New DNA evidence revealed Tuesday links the killer – dubbed the Original Nightstalker by local detectives – to at least 44 rapes committed from Sacramento to San Ramon during a three-year period in the 1970s.
“Unfortunately it’s still a faceless person,” said Jim Amormino, a spokesman for the Orange County Sheriff’s Department.
Still, Amormino said, the DNA link is exciting news.
“Now more and more information is going to come out,” he said. “There is lots of work to do – the most exciting news would be to match this up to a suspect and bring him to justice, and I believe this brings us closer to doing that.”
Sheriff’s detectives believe the killer is responsible for the beating deaths of Patti and Keith Harrington in their Laguna Niguel home in 1980. The other slayings occurred in Irvine, Ventura and the small community of Goleta, near Santa Barbara.
In Contra Costa County, where many of the earlier rapes occurred, authorities have kept semen samples from those investigations in the hope that a suspect would eventually be found.
“Fortunately, we had some people here with foresight enough to hold on to the evidence even after the statute of limitations ran out,” said Paul Holes, supervising criminalist for the Contra Costa County Sheriff’s Office.

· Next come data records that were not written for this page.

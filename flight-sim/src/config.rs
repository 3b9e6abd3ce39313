use std::{env, path::PathBuf};

use thiserror::Error;

/// Radius of the sphere used for great-circle distances, in kilometers.
pub const EARTH_RADIUS_KM: f64 = 6372.795;

/// Rendering format of every timestamp: `2016-01-7 16:00`.
pub const DATE_TIME_FORMAT: &str = "%Y-%m-%-d %H:%M";

/// Parsing format of every timestamp. Month, day and hour accept one or two
/// digits, so both `2016-01-07 9:00` and `2016-01-7 09:00` are read.
pub const DATE_TIME_INPUT_FORMAT: &str = "%Y-%m-%d %H:%M";

/// Separates date and time in the `--in-air` option (`2016-01-07/11:00`).
pub const IN_AIR_ARG_SEPARATOR: char = '/';

/// Hash holding every flight document, keyed by flight number.
pub const ROUTES_KEY: &str = "routes";

pub const DEFAULT_HOST: &str = "127.0.0.1";
pub const DEFAULT_PORT: u16 = 6379;
pub const DEFAULT_LOG_DIR: &str = "logs";

/// `host:port` of the key-value server when `--connection` is not given.
pub const ADDR_ENV_VAR: &str = "ROUTES_REDIS_ADDR";
/// Log directory when `--log-dir` is not given.
pub const LOG_DIR_ENV_VAR: &str = "ROUTES_LOG_DIR";

#[derive(Debug, Error, PartialEq)]
pub enum ConfigError {
    #[error("invalid connection '{0}', expected host:port")]
    InvalidConnection(String),
}

/// Runtime settings of the command-line driver.
#[derive(Debug, Clone, PartialEq)]
pub struct Config {
    pub host: String,
    pub port: u16,
    pub log_dir: PathBuf,
}

impl Default for Config {
    fn default() -> Self {
        Config {
            host: DEFAULT_HOST.to_string(),
            port: DEFAULT_PORT,
            log_dir: PathBuf::from(DEFAULT_LOG_DIR),
        }
    }
}

impl Config {
    /// Command-line values win over the environment, which wins over defaults.
    pub fn resolve(
        connection: Option<&str>,
        log_dir: Option<PathBuf>,
    ) -> Result<Self, ConfigError> {
        Self::resolve_with(connection, log_dir, |name| env::var(name).ok())
    }

    pub fn resolve_with(
        connection: Option<&str>,
        log_dir: Option<PathBuf>,
        lookup: impl Fn(&str) -> Option<String>,
    ) -> Result<Self, ConfigError> {
        let mut config = Config::default();

        let connection = connection
            .map(str::to_string)
            .or_else(|| lookup(ADDR_ENV_VAR));
        if let Some(connection) = connection {
            let (host, port) = parse_connection(&connection)?;
            config.host = host;
            config.port = port;
        }

        if let Some(dir) = log_dir.or_else(|| lookup(LOG_DIR_ENV_VAR).map(PathBuf::from)) {
            config.log_dir = dir;
        }

        Ok(config)
    }

    /// `host:port`, also used to name the session log.
    pub fn addr(&self) -> String {
        format!("{}:{}", self.host, self.port)
    }
}

/// Parses `host:port`. A bare host keeps the default port.
pub fn parse_connection(connection: &str) -> Result<(String, u16), ConfigError> {
    let invalid = || ConfigError::InvalidConnection(connection.to_string());
    let connection = connection.trim();

    let (host, port) = match connection.rsplit_once(':') {
        Some((host, port)) => (host, port.parse::<u16>().map_err(|_| invalid())?),
        None => (connection, DEFAULT_PORT),
    };
    if host.is_empty() || port == 0 {
        return Err(invalid());
    }
    Ok((host.to_string(), port))
}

When the new DNA technology became available, Holes said, he talked to a now-retired investigator in the rape case and he speculated that the rapist had moved to Southern California in 1979. A series of phone calls, Holes said, eventually led to the Orange County Sheriff’s Department, which had retained DNA samples from the murders, and the match was made.
“It’s a breakthrough from the standpoint that the investigators down there all of a sudden have 44 new cases where investigations were done,” Holes said. “Now the homicide investigators have a history of the early offenses – we’re all hoping that it leads to [the killer’s] apprehension.”